Closed m09 closed 4 years ago

m09 commented 4 years ago

Next paper candidates

Let's propose papers to study next! All papers mentioned in the comments of this issue will be listed in the next vote.

Last session runner-up(s)

Topology Adaptive Graph Convolutional Networks

Spectral graph convolutional neural networks (CNNs) require approximation to the convolution to alleviate the computational complexity, resulting in performance loss. This paper proposes the topology adaptive graph convolutional network (TAGCN), a novel graph convolutional network defined in the vertex domain. We provide a systematic way to design a set of fixed-size learnable filters to perform convolutions on graphs. The topologies of these filters are adaptive to the topology of the graph when they scan the graph to perform convolution. The TAGCN not only inherits the properties of convolutions in CNN for grid-structured data, but it is also consistent with convolution as defined in graph signal processing. Since no approximation to the convolution is needed, TAGCN exhibits better performance than existing spectral CNNs on a number of data sets and is also computationally simpler than other recent methods.

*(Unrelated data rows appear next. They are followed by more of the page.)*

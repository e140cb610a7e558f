//! Outputs of the LED-extinction simulation: per-LED parameters and per-layer
//! extinction coefficients, aligned to experiment time through the image list.

use std::collections::BTreeMap;
use std::path::{Path, PathBuf};

use log::info;

use crate::data::calibration::LayerCalibration;
use crate::data::loader::load_numeric_columns;
use crate::data::model::{ChannelId, GeometryAxis, Table};
use crate::data::query::{LayerRef, QueryEngine};
use crate::data::resample::SmoothingSpec;
use crate::data::shift::TimeShift;
use crate::data::store::{ExtcoTable, LedParamsTable, MultiChannelStore};
use crate::error::{Error, Result};
use crate::sources::images::{ImageInfoTable, IMAGE_INFOS, IMAGE_INFOS_AVG};

pub const EXTCO_DIR: &str = "analysis/AbsorptionCoefficients";

#[derive(Debug, Clone, PartialEq, Eq)]
pub struct SimOptions {
    /// Load extinction coefficients and LED parameters right away.
    pub load_all: bool,
    /// Use the averaged-image list.
    pub average_images: bool,
    /// File name of `analysis/channel{c}/<file>`.
    pub led_params_file: String,
}

impl Default for SimOptions {
    fn default() -> Self {
        SimOptions {
            load_all: true,
            average_images: false,
            led_params_file: "all_parameters.parquet".to_string(),
        }
    }
}

#[derive(Debug, Clone, PartialEq)]
pub struct SimData {
    path: PathBuf,
    options: SimOptions,
    image_info: ImageInfoTable,
    store: Option<MultiChannelStore>,
    calibration: Option<LayerCalibration>,
    time_shift: TimeShift,
}

impl SimData {
    pub fn open(path: &Path, options: SimOptions) -> Result<SimData> {
        let infos = if options.average_images {
            IMAGE_INFOS_AVG
        } else {
            IMAGE_INFOS
        };
        let image_info = ImageInfoTable::load(&path.join(infos))?;

        let mut sim = SimData {
            path: path.to_path_buf(),
            options,
            image_info,
            store: None,
            calibration: None,
            time_shift: TimeShift::default(),
        };
        if sim.options.load_all {
            sim.read_all()?;
        }
        Ok(sim)
    }

    /// Load LED parameters of all three channels and every extinction file.
    ///
    /// Nothing is kept unless everything loads.
    pub fn read_all(&mut self) -> Result<()> {
        let times = self.image_info.times();
        let analysis = self.path.join("analysis");

        let mut led_params = BTreeMap::new();
        for channel in ChannelId::ALL {
            let file = analysis
                .join(format!("channel{channel}"))
                .join(&self.options.led_params_file);
            let raw = load_numeric_columns(&file)?;
            led_params.insert(channel, LedParamsTable::merge_with_image_times(&raw, times, &file)?);
        }
        let extco = ExtcoTable::build(&self.path.join(EXTCO_DIR), times)?;

        info!(
            "{}: {} images, {} layers",
            self.path.display(),
            times.len(),
            extco.n_layers()
        );
        self.store = Some(MultiChannelStore::new(extco, led_params));
        Ok(())
    }

    pub fn image_info(&self) -> &ImageInfoTable {
        &self.image_info
    }

    /// Heights above floor of the lowest and highest layer.
    pub fn set_layer_params(&mut self, bottom: f64, top: f64) {
        self.calibration = Some(LayerCalibration::new(bottom, top));
    }

    pub fn layer_params(&self) -> Option<LayerCalibration> {
        self.calibration
    }

    /// Clock offset for the start of the experiment, applied to every query.
    pub fn set_timeshift(&mut self, time_shift: TimeShift) {
        self.time_shift = time_shift;
    }

    pub fn n_layers(&self) -> Option<usize> {
        self.store.as_ref().map(|s| s.extco().n_layers())
    }

    pub fn height_from_layer(&self, layer: f64) -> Result<f64> {
        let (cal, n) = self.calibrated()?;
        Ok(cal.height_from_layer(layer, n))
    }

    pub fn layer_from_height(&self, height: f64) -> Result<f64> {
        let (cal, n) = self.calibrated()?;
        Ok(cal.layer_from_height(height, n))
    }

    fn calibrated(&self) -> Result<(LayerCalibration, usize)> {
        let cal = self.calibration.ok_or(Error::MissingCalibration)?;
        let n = self.n_layers().ok_or_else(|| Error::NotLoaded {
            path: self.path.clone(),
        })?;
        Ok((cal, n))
    }

    pub fn store(&self, channel: ChannelId) -> Result<&MultiChannelStore> {
        self.store
            .as_ref()
            .ok_or(Error::MissingChannelData(channel.get()))
    }

    pub fn led_params(&self, channel: u8) -> Result<&LedParamsTable> {
        let channel = ChannelId::new(channel)?;
        self.store(channel)?.led_params(channel)
    }

    fn engine(&self, channel: ChannelId) -> Result<QueryEngine<'_>> {
        Ok(QueryEngine::new(self.store(channel)?, self.calibration).with_time_shift(self.time_shift))
    }

    /// Index = layer (or height), columns = line.
    pub fn extco_at_timestep(
        &self,
        channel: u8,
        timestep: f64,
        yaxis: GeometryAxis,
        smoothing: &SmoothingSpec,
    ) -> Result<Table> {
        let channel = ChannelId::new(channel)?;
        self.engine(channel)?.at_time(channel, timestep, yaxis, smoothing)
    }

    /// Index = experiment time, columns = layer (or height).
    pub fn extco_at_line(
        &self,
        channel: u8,
        line: u32,
        yaxis: GeometryAxis,
        smoothing: &SmoothingSpec,
    ) -> Result<Table> {
        let channel = ChannelId::new(channel)?;
        self.engine(channel)?.at_line(channel, line, yaxis, smoothing)
    }

    /// Index = experiment time, columns = line.
    pub fn extco_at_layer(&self, channel: u8, layer: LayerRef, smoothing: &SmoothingSpec) -> Result<Table> {
        let channel = ChannelId::new(channel)?;
        self.engine(channel)?.at_layer(channel, layer, smoothing)
    }

    /// Index = experiment time, columns = LED id (or height). See
    /// [`QueryEngine::led_param_at_line`] for `n_ref`.
    pub fn ledparams_at_line(
        &self,
        channel: u8,
        line: i64,
        param: &str,
        yaxis: GeometryAxis,
        smoothing: &SmoothingSpec,
        n_ref: Option<usize>,
    ) -> Result<Table> {
        let channel = ChannelId::new(channel)?;
        self.engine(channel)?
            .led_param_at_line(channel, line, param, yaxis, smoothing, n_ref)
    }
}

#[cfg(test)]
pub(crate) mod tests {
    use super::*;
    use std::sync::Arc;

    use arrow::array::{Float64Array, Int64Array};
    use arrow::datatypes::{DataType, Field, Schema};
    use arrow::record_batch::RecordBatch;
    use parquet::arrow::ArrowWriter;

    use crate::data::model::Label;
    use crate::data::resample::SmoothingMode;
    use crate::data::store::tests::{extco_value, write_extco};

    /// Five images at 0, 10, .., 40 s; two lines of four layers per channel;
    /// three LEDs per channel, two on line 0.
    pub(crate) fn write_simulation(dir: &Path) {
        let analysis = dir.join("analysis");
        std::fs::create_dir_all(dir.join(EXTCO_DIR)).unwrap();
        let mut infos = String::from("Name,Experiment_Time[s]\n");
        for i in 0..5 {
            infos.push_str(&format!("img_{i}.cr2,{}\n", i * 10));
        }
        std::fs::write(dir.join(IMAGE_INFOS), infos).unwrap();

        for channel in 0..3u8 {
            for line in 0..2 {
                write_extco(&dir.join(EXTCO_DIR), channel, line, 4, 5);
            }

            let mut img_id = Vec::new();
            let mut led_id = Vec::new();
            let mut line = Vec::new();
            let mut height = Vec::new();
            let mut value = Vec::new();
            for img in 0..5i64 {
                for (led, l, h) in [(0i64, 0i64, 2.0), (1, 0, 1.0), (2, 1, 1.5)] {
                    img_id.push(img);
                    led_id.push(led);
                    line.push(l);
                    height.push(h);
                    value.push(100.0 * (channel as f64 + 1.0) + led as f64 * 10.0 + img as f64);
                }
            }
            let schema = Arc::new(Schema::new(vec![
                Field::new("img_id", DataType::Int64, false),
                Field::new("led_id", DataType::Int64, false),
                Field::new("line", DataType::Int64, false),
                Field::new("height", DataType::Float64, false),
                Field::new("sum_col_val", DataType::Float64, false),
            ]));
            let batch = RecordBatch::try_new(
                schema.clone(),
                vec![
                    Arc::new(Int64Array::from(img_id)),
                    Arc::new(Int64Array::from(led_id)),
                    Arc::new(Int64Array::from(line)),
                    Arc::new(Float64Array::from(height)),
                    Arc::new(Float64Array::from(value)),
                ],
            )
            .unwrap();
            let channel_dir = analysis.join(format!("channel{channel}"));
            std::fs::create_dir_all(&channel_dir).unwrap();
            let file = std::fs::File::create(channel_dir.join("all_parameters.parquet")).unwrap();
            let mut writer = ArrowWriter::try_new(file, schema, None).unwrap();
            writer.write(&batch).unwrap();
            writer.close().unwrap();
        }
    }

    #[test]
    fn opens_and_queries_all_channels() {
        let dir = tempfile::tempdir().unwrap();
        write_simulation(dir.path());
        let sim = SimData::open(dir.path(), SimOptions::default()).unwrap();

        assert_eq!(sim.n_layers(), Some(4));
        let at_t = sim
            .extco_at_timestep(2, 20.0, GeometryAxis::Layer, &SmoothingSpec::none())
            .unwrap();
        assert_eq!((at_t.n_rows(), at_t.n_cols()), (4, 2));
        assert_eq!(at_t.columns()[1].values[3], extco_value(2, 1, 3, 2));

        let led = sim
            .ledparams_at_line(1, 0, "sum_col_val", GeometryAxis::LedId, &SmoothingSpec::none(), None)
            .unwrap();
        assert_eq!(led.index(), &[0.0, 10.0, 20.0, 30.0, 40.0]);
        assert_eq!(led.column(&Label::Int(1)).unwrap().values[4], 214.0);
    }

    #[test]
    fn lazy_open_reports_missing_channel_data() {
        let dir = tempfile::tempdir().unwrap();
        write_simulation(dir.path());
        let options = SimOptions {
            load_all: false,
            ..SimOptions::default()
        };
        let mut sim = SimData::open(dir.path(), options).unwrap();

        let err = sim
            .extco_at_line(1, 0, GeometryAxis::Layer, &SmoothingSpec::none())
            .unwrap_err();
        assert!(matches!(err, Error::MissingChannelData(1)));

        sim.set_layer_params(1.0, 3.0);
        assert!(matches!(sim.height_from_layer(1.0), Err(Error::NotLoaded { .. })));

        sim.read_all().unwrap();
        assert!(sim.extco_at_line(1, 0, GeometryAxis::Layer, &SmoothingSpec::none()).is_ok());
        assert_eq!(sim.height_from_layer(2.0).unwrap(), 2.0);
    }

    #[test]
    fn timeshift_and_calibration_apply_to_queries() {
        let dir = tempfile::tempdir().unwrap();
        write_simulation(dir.path());
        let mut sim = SimData::open(dir.path(), SimOptions::default()).unwrap();
        sim.set_layer_params(1.0, 3.0);
        sim.set_timeshift(TimeShift::new(-10.0));

        let spec = SmoothingSpec::centered(1, SmoothingMode::Mean);
        let by_line = sim.extco_at_line(0, 1, GeometryAxis::Height, &spec).unwrap();
        assert_eq!(by_line.index(), &[-10.0, 0.0, 10.0, 20.0, 30.0]);
        assert_eq!(by_line.labels().next(), Some(&Label::Float(3.0)));

        // The shifted clock is the one callers query with.
        let at_t = sim.extco_at_timestep(0, 0.0, GeometryAxis::Height, &spec).unwrap();
        assert_eq!(at_t.columns()[0].values[0], extco_value(0, 0, 0, 1));
        assert!(matches!(
            sim.extco_at_timestep(0, 40.0, GeometryAxis::Layer, &spec),
            Err(Error::TimestepNotFound(_))
        ));

        assert_eq!(sim.height_from_layer(2.0).unwrap(), 2.0);
        assert_eq!(sim.layer_from_height(2.0).unwrap(), 2.0);
        let by_layer = sim.extco_at_layer(0, LayerRef::Height(2.5), &spec).unwrap();
        assert_eq!(by_layer.columns()[0].values[0], extco_value(0, 0, 1, 0));
    }

    #[test]
    fn unknown_channel_is_rejected() {
        let dir = tempfile::tempdir().unwrap();
        write_simulation(dir.path());
        let sim = SimData::open(dir.path(), SimOptions::default()).unwrap();
        assert!(matches!(sim.led_params(3), Err(Error::UnknownChannel(3))));
    }
}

Revisiting Graph Neural Networks: All We Have is Low-Pass Filters

Graph neural networks have become one of the most important techniques to solve machine learning problems on graph-structured data. Recent work on vertex classification proposed deep and distributed learning models to achieve high performance and scalability. However, we find that the feature vectors of benchmark datasets are already quite informative for the classification task, and the graph structure only provides a means to denoise the data. In this paper, we develop a theoretical framework based on graph signal processing for analyzing graph neural networks. Our results indicate that graph neural networks only perform low-pass filtering on feature vectors and do not have the non-linear manifold learning property. We further investigate their resilience to feature noise and propose some insights on GCN-based graph neural network design.

bzz commented 4 years ago

Relational Deep Reinforcement Learning by DeepMind, published at ICLR 2019 (poster)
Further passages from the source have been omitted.